Encryption and Hashing
Magento Enterprise Edition hashes all data that does not require decryption by using a strong SHA-256 hashing algorithm instead of the previously used MD5. Legacy passwords will be hashed using the new algorithm whenever they are entered by customers, and all new passwords will be hashed using the SHA-256 algorithm.
Magento Enterprise Edition also encrypts all data that does require decryption by using an industry standard AES-256 algorithm. This includes credit card data and integration (payment and shipping modules) passwords.
Changing the Database Key
Magento Enterprise Edition provides a tool to change the database key that is used for data encryption and decryption. This database key was generated when Magento was originally installed in your production environment. The key should be changed if the old key is ever compromised, as well as on a regular basis to improve security. When the key is changed, all legacy data is re-encoded using the new key.

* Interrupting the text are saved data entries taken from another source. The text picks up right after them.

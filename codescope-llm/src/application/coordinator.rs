//! AI analysis coordinator
//!
//! Turns a repository's source files into findings, a scorecard and a prose
//! summary by batching reviewer calls. The coordinator never fails: reviewer
//! errors and unparseable answers cost a batch its findings, nothing more.

use std::borrow::Cow;
use std::collections::BTreeMap;
use std::sync::Arc;

use serde_json::{Map, Value};
use tokio_util::sync::CancellationToken;
use tracing::{debug, info, warn};

use codescope_core::config::AnalysisConfig;
use codescope_core::domain::analysis::{
    AnalysisId, AnalysisSummary, AnalysisType, CategoryBreakdown, Finding, FindingCategory,
    FindingSeverity, MAX_SUMMARY_ITEMS, RepositoryId, Scorecard, SeverityBreakdown, SourceFile,
    SummaryInput, estimated_effort, generate_summary,
};

use super::scoring::{compute_scores, language_line_counts, language_percentages};
use crate::domain::ModelReviewer;
use crate::infrastructure::prompts::{FileExcerpt, PromptBuilder};
use crate::infrastructure::{parse_reviewer_json, parse_reviewer_object};

const TITLE_FROM_DESCRIPTION_CHARS: usize = 80;

/// Batching and prompt limits
#[derive(Debug, Clone)]
pub struct CoordinatorConfig {
    pub batch_size: usize,
    /// Per-file character budget; longer files are cut and marked
    pub max_chars_per_file: usize,
    /// Findings quoted in the summary request
    pub summary_top_findings: usize,
}

impl Default for CoordinatorConfig {
    fn default() -> Self {
        Self::from(&AnalysisConfig::default())
    }
}

impl From<&AnalysisConfig> for CoordinatorConfig {
    fn from(config: &AnalysisConfig) -> Self {
        Self {
            batch_size: config.batch_size.max(1),
            max_chars_per_file: config.max_chars_per_file.max(1),
            summary_top_findings: config.summary_top_findings,
        }
    }
}

/// Everything the coordinator learned about one repository
#[derive(Debug, Clone)]
pub struct CodeAnalysisOutcome {
    pub findings: Vec<Finding>,
    pub summary: AnalysisSummary,
    pub scores: Scorecard,
    /// Rounded percentage of lines per language
    pub language_histogram: BTreeMap<String, u8>,
    /// Files that were actually submitted to the reviewer
    pub files_analyzed: u64,
    /// Batches submitted to the reviewer
    pub batches: usize,
    /// Batches that produced no usable answer
    pub failed_batches: usize,
}

impl CodeAnalysisOutcome {
    /// True when batches were sent and none of them produced an answer
    pub fn reviewer_unavailable(&self) -> bool {
        self.batches > 0 && self.failed_batches == self.batches
    }
}

/// Coordinates reviewer calls for one repository at a time
pub struct AiAnalysisCoordinator {
    reviewer: Arc<dyn ModelReviewer>,
    config: CoordinatorConfig,
}

impl AiAnalysisCoordinator {
    pub fn new(reviewer: Arc<dyn ModelReviewer>, config: CoordinatorConfig) -> Self {
        Self { reviewer, config }
    }

    /// Review `files` batch by batch and score the result.
    ///
    /// Batches run sequentially. Each file is cut to the character budget
    /// before submission, so issues past the cut are invisible to the
    /// reviewer; the cut is marked in the prompt. When `cancel` fires, no
    /// further batches are sent and the in-flight call is abandoned.
    pub async fn analyze_code(
        &self,
        files: &[SourceFile],
        analysis_type: AnalysisType,
        repository_id: RepositoryId,
        analysis_id: AnalysisId,
        cancel: &CancellationToken,
    ) -> CodeAnalysisOutcome {
        let total_batches = files.len().div_ceil(self.config.batch_size);
        info!(
            repository_id = %repository_id,
            analysis_id = %analysis_id,
            files = files.len(),
            batches = total_batches,
            model = self.reviewer.model(),
            "Starting AI code analysis"
        );

        let mut findings = Vec::new();
        let mut files_analyzed = 0u64;
        let mut batches = 0usize;
        let mut failed_batches = 0usize;

        for (index, batch) in files.chunks(self.config.batch_size).enumerate() {
            if cancel.is_cancelled() {
                info!(repository_id = %repository_id, batch = index, "Analysis cancelled, skipping remaining batches");
                break;
            }

            let prompt = self.build_prompt(analysis_type, batch);
            let response = tokio::select! {
                biased;
                _ = cancel.cancelled() => {
                    info!(repository_id = %repository_id, batch = index, "Analysis cancelled during reviewer call");
                    break;
                }
                response = self.reviewer.review(&prompt) => response,
            };
            files_analyzed += batch.len() as u64;
            batches += 1;

            let text = match response {
                Ok(text) => text,
                Err(e) => {
                    warn!(
                        repository_id = %repository_id,
                        batch = index,
                        error = %e,
                        "Reviewer call failed, batch contributes no findings"
                    );
                    failed_batches += 1;
                    continue;
                }
            };

            match parse_reviewer_json(&text).and_then(|v| v.as_array().cloned()) {
                Some(items) => {
                    let before = findings.len();
                    findings.extend(
                        items
                            .iter()
                            .filter_map(|item| map_finding(item, batch, repository_id, analysis_id)),
                    );
                    debug!(
                        batch = index,
                        returned = items.len(),
                        accepted = findings.len() - before,
                        "Parsed reviewer findings"
                    );
                }
                None => {
                    warn!(
                        repository_id = %repository_id,
                        batch = index,
                        "Reviewer response contained no JSON array, batch contributes no findings"
                    );
                    failed_batches += 1;
                }
            }
        }

        let scores = compute_scores(&findings);
        let language_histogram = language_percentages(&language_line_counts(files));
        let summary = self.summarize(&findings, scores, cancel).await;

        info!(
            repository_id = %repository_id,
            findings = findings.len(),
            files_analyzed,
            failed_batches,
            security = scores.security,
            maintainability = scores.maintainability,
            tech_debt = scores.tech_debt,
            "AI code analysis complete"
        );

        CodeAnalysisOutcome {
            findings,
            summary,
            scores,
            language_histogram,
            files_analyzed,
            batches,
            failed_batches,
        }
    }

    fn build_prompt(&self, analysis_type: AnalysisType, batch: &[SourceFile]) -> String {
        let excerpts: Vec<Cow<'_, str>> = batch
            .iter()
            .map(|file| truncate_excerpt(&file.content, self.config.max_chars_per_file))
            .collect();

        let files: Vec<FileExcerpt<'_>> = batch
            .iter()
            .zip(&excerpts)
            .map(|(file, content)| FileExcerpt {
                path: &file.path,
                language: &file.language,
                content,
            })
            .collect();

        PromptBuilder::build_batch_prompt(analysis_type, &files)
    }

    /// Ask the reviewer for a summary, falling back to the templated one.
    async fn summarize(
        &self,
        findings: &[Finding],
        scores: Scorecard,
        cancel: &CancellationToken,
    ) -> AnalysisSummary {
        let mut by_severity = SeverityBreakdown::default();
        let mut by_category = CategoryBreakdown::default();
        for finding in findings {
            by_severity.add(finding.severity, 1);
            by_category.add(finding.category, 1);
        }

        let fallback = || {
            generate_summary(&SummaryInput {
                total_findings: findings.len() as u32,
                by_severity: &by_severity,
                by_category: &by_category,
                scores,
            })
        };

        if cancel.is_cancelled() {
            return fallback();
        }

        let mut ranked: Vec<&Finding> = findings.iter().collect();
        ranked.sort_by_key(|f| f.severity);
        ranked.truncate(self.config.summary_top_findings);

        let prompt =
            PromptBuilder::build_summary_prompt(findings.len(), &by_severity, &by_category, &ranked);

        match self.reviewer.review(&prompt).await {
            Ok(text) => match parse_reviewer_object(&text).and_then(|map| {
                summary_from_object(map, findings.len() as u32, by_severity.critical)
            }) {
                Some(summary) => summary,
                None => {
                    warn!("Reviewer summary was not a usable JSON object, using templated summary");
                    fallback()
                }
            },
            Err(e) => {
                warn!(error = %e, "Reviewer summary call failed, using templated summary");
                fallback()
            }
        }
    }
}

/// Cut `content` to `max_chars` characters, appending a visible marker.
pub fn truncate_excerpt(content: &str, max_chars: usize) -> Cow<'_, str> {
    match content.char_indices().nth(max_chars) {
        None => Cow::Borrowed(content),
        Some((cut, _)) => {
            let dropped = content[cut..].chars().count();
            Cow::Owned(format!(
                "{}\n... [truncated {} characters]",
                &content[..cut],
                dropped
            ))
        }
    }
}

/// Build a finding from one element of the reviewer's array.
///
/// Elements that are not objects, or have neither title nor description,
/// are dropped.
fn map_finding(
    item: &Value,
    batch: &[SourceFile],
    repository_id: RepositoryId,
    analysis_id: AnalysisId,
) -> Option<Finding> {
    let object = item.as_object()?;
    let description = string_field(object, "description").unwrap_or_default();
    let title = match string_field(object, "title") {
        Some(title) => title,
        None if !description.is_empty() => description
            .chars()
            .take(TITLE_FROM_DESCRIPTION_CHARS)
            .collect(),
        None => return None,
    };

    let severity = string_field(object, "severity")
        .map(|s| FindingSeverity::from_token(&s))
        .unwrap_or(FindingSeverity::Info);
    let category = string_field(object, "category")
        .map(|s| FindingCategory::from_token(&s))
        .unwrap_or(FindingCategory::TechnicalDebt);

    let mut finding = Finding::new(analysis_id, repository_id, title, severity, category);
    finding.description = description;
    finding.file_path = string_field(object, "filePath").unwrap_or_default();
    finding.line_start = line_field(object.get("lineStart"));
    finding.line_end = line_field(object.get("lineEnd"));
    finding.suggested_fix = string_field(object, "suggestedFix");

    if let Some(tags) = object.get("tags").and_then(Value::as_array) {
        finding.tags = tags
            .iter()
            .filter_map(Value::as_str)
            .map(str::to_string)
            .collect();
    }
    if let Some(file) = batch.iter().find(|f| f.path == finding.file_path) {
        let language = file.language.to_ascii_lowercase();
        if !finding.tags.contains(&language) {
            finding.tags.push(language);
        }
    }

    Some(finding)
}

fn string_field(object: &Map<String, Value>, key: &str) -> Option<String> {
    object
        .get(key)
        .and_then(Value::as_str)
        .map(str::trim)
        .filter(|s| !s.is_empty())
        .map(str::to_string)
}

fn line_field(value: Option<&Value>) -> Option<u32> {
    match value? {
        Value::Number(n) => n.as_u64().and_then(|n| u32::try_from(n).ok()),
        Value::String(s) => s.trim().parse().ok(),
        _ => None,
    }
}

fn summary_from_object(
    map: Map<String, Value>,
    total_findings: u32,
    critical: u32,
) -> Option<AnalysisSummary> {
    let mut summary: AnalysisSummary = serde_json::from_value(Value::Object(map)).ok()?;
    if summary.overview.trim().is_empty() {
        return None;
    }
    summary.key_findings.truncate(MAX_SUMMARY_ITEMS);
    summary.recommendations.truncate(MAX_SUMMARY_ITEMS);
    if summary.estimated_effort.trim().is_empty() {
        summary.estimated_effort = estimated_effort(total_findings, critical).to_string();
    }
    Some(summary)
}
//! Status lifecycle controller for codebases, repositories and analyses.
//!
//! Every status change goes through [`LifecycleController`], which validates
//! it against the entity's state machine, persists it, and logs it. Analysis
//! transitions also land in the entity's audit trail.
//!
//! ```text
//! Orchestrator        LifecycleController        Record stores
//!     │                       │                        │
//!     ├─ start_analysis() ───►│── start (queued only) ►│
//!     ├─ claim_codebase() ───►│── claim (not held) ───►│
//!     ├─ mark_repository() ──►│── update_status ──────►│
//!     ├─ complete_analysis() ►│── complete ───────────►│
//!     ├─ release_codebase() ─►│── update_status ──────►│
//! ```

use std::sync::Arc;

use tracing::{debug, info, warn};

use codescope_core::domain::analysis::{
    Analysis, AnalysisResults, AnalysisStatus, AnalysisSummary, AnalysisTransition, Codebase,
    CodebaseStatus, IAnalysisRecordStore, ICodebaseRecordStore, IRepositoryRecordStore,
    Repository, RepositoryStatus, StoreError,
};

use super::errors::OrchestratorError;

/// Centralised status controller.
///
/// The orchestrator never mutates a status field directly; it calls this
/// controller, which keeps the in-memory entity and the store in step.
#[derive(Clone)]
pub struct LifecycleController {
    codebases: Arc<dyn ICodebaseRecordStore>,
    repositories: Arc<dyn IRepositoryRecordStore>,
    analyses: Arc<dyn IAnalysisRecordStore>,
}

impl LifecycleController {
    pub fn new(
        codebases: Arc<dyn ICodebaseRecordStore>,
        repositories: Arc<dyn IRepositoryRecordStore>,
        analyses: Arc<dyn IAnalysisRecordStore>,
    ) -> Self {
        Self {
            codebases,
            repositories,
            analyses,
        }
    }

    // ── Analysis ─────────────────────────────────────────────────────

    /// Claim a queued analysis for this worker.
    pub async fn start_analysis(&self, analysis: &mut Analysis) -> Result<(), OrchestratorError> {
        analysis.transition(AnalysisStatus::Running, Some("Worker started execution".into()))?;
        self.analyses
            .start(&analysis.id, last_transition(analysis)?)
            .await?;

        info!(analysis_id = %analysis.id, "Analysis transitioned to Running");
        Ok(())
    }

    pub async fn complete_analysis(
        &self,
        analysis: &mut Analysis,
        results: AnalysisResults,
        summary: AnalysisSummary,
    ) -> Result<(), OrchestratorError> {
        analysis.transition(
            AnalysisStatus::Completed,
            Some(format!("Completed with {} findings", results.findings_count)),
        )?;
        self.analyses
            .complete(
                &analysis.id,
                &results,
                &summary,
                last_transition(analysis)?,
            )
            .await?;
        analysis.results = Some(results);
        analysis.summary = Some(summary);

        info!(analysis_id = %analysis.id, "Analysis transitioned to Completed");
        Ok(())
    }

    pub async fn fail_analysis(
        &self,
        analysis: &mut Analysis,
        error: &str,
    ) -> Result<(), OrchestratorError> {
        analysis.transition(
            AnalysisStatus::Failed,
            Some(format!("Execution failed: {}", error)),
        )?;
        self.analyses
            .fail(&analysis.id, error, last_transition(analysis)?)
            .await?;
        analysis.error_message = Some(error.to_string());

        warn!(analysis_id = %analysis.id, error, "Analysis transitioned to Failed");
        Ok(())
    }

    pub async fn cancel_analysis(
        &self,
        analysis: &mut Analysis,
        reason: &str,
    ) -> Result<(), OrchestratorError> {
        analysis.transition(AnalysisStatus::Cancelled, Some(format!("Cancelled: {}", reason)))?;
        self.analyses
            .cancel(&analysis.id, last_transition(analysis)?)
            .await?;

        info!(analysis_id = %analysis.id, reason, "Analysis transitioned to Cancelled");
        Ok(())
    }

    // ── Codebase ─────────────────────────────────────────────────────

    /// Move a codebase to `analyzing`.
    ///
    /// The store decides atomically; while another run holds the codebase
    /// this fails with [`OrchestratorError::CodebaseBusy`].
    pub async fn claim_codebase(&self, codebase: &mut Codebase) -> Result<(), OrchestratorError> {
        let from = codebase.status;
        if from == CodebaseStatus::Analyzing || !self.codebases.claim(&codebase.id).await? {
            return Err(OrchestratorError::CodebaseBusy(codebase.id));
        }
        codebase.transition(CodebaseStatus::Analyzing)?;

        info!(codebase_id = %codebase.id, %from, to = %CodebaseStatus::Analyzing, "Codebase claimed");
        Ok(())
    }

    /// Hand a codebase back after a run, whatever its outcome.
    pub async fn release_codebase(&self, codebase: &mut Codebase) -> Result<(), OrchestratorError> {
        self.set_codebase_status(codebase, CodebaseStatus::Ready)
            .await
    }

    async fn set_codebase_status(
        &self,
        codebase: &mut Codebase,
        target: CodebaseStatus,
    ) -> Result<(), OrchestratorError> {
        let from = codebase.status;
        codebase.transition(target)?;
        self.codebases.update_status(&codebase.id, target).await?;

        info!(codebase_id = %codebase.id, %from, to = %target, "Codebase status changed");
        Ok(())
    }

    // ── Repository ───────────────────────────────────────────────────

    pub async fn mark_repository(
        &self,
        repository: &mut Repository,
        target: RepositoryStatus,
    ) -> Result<(), OrchestratorError> {
        let from = repository.status;
        repository.transition(target)?;
        self.repositories
            .update_status(&repository.id, target)
            .await?;

        debug!(repository_id = %repository.id, %from, to = %target, "Repository status changed");
        Ok(())
    }
}

fn last_transition(analysis: &Analysis) -> Result<&AnalysisTransition, StoreError> {
    analysis
        .transitions
        .last()
        .ok_or_else(|| StoreError::conflict("Analysis", analysis.id, "missing audit trail entry"))
}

To change the encoding key:
1. Navigate to System > Manage Encryption Key.
2. Select whether or not the new encryption key will generate automatically. If not, a New Key field will appear in which you can manually enter a new key.
3. Click the Change Encryption Key button in the top right of the page.
The encryption key will be changed and all previous data will be encoded with the new key. The new encryption key will be displayed for reference.
Note: Please make a note of the new key and keep it in a safe place. It will be required in order to decrypt data if any problems occur with your files.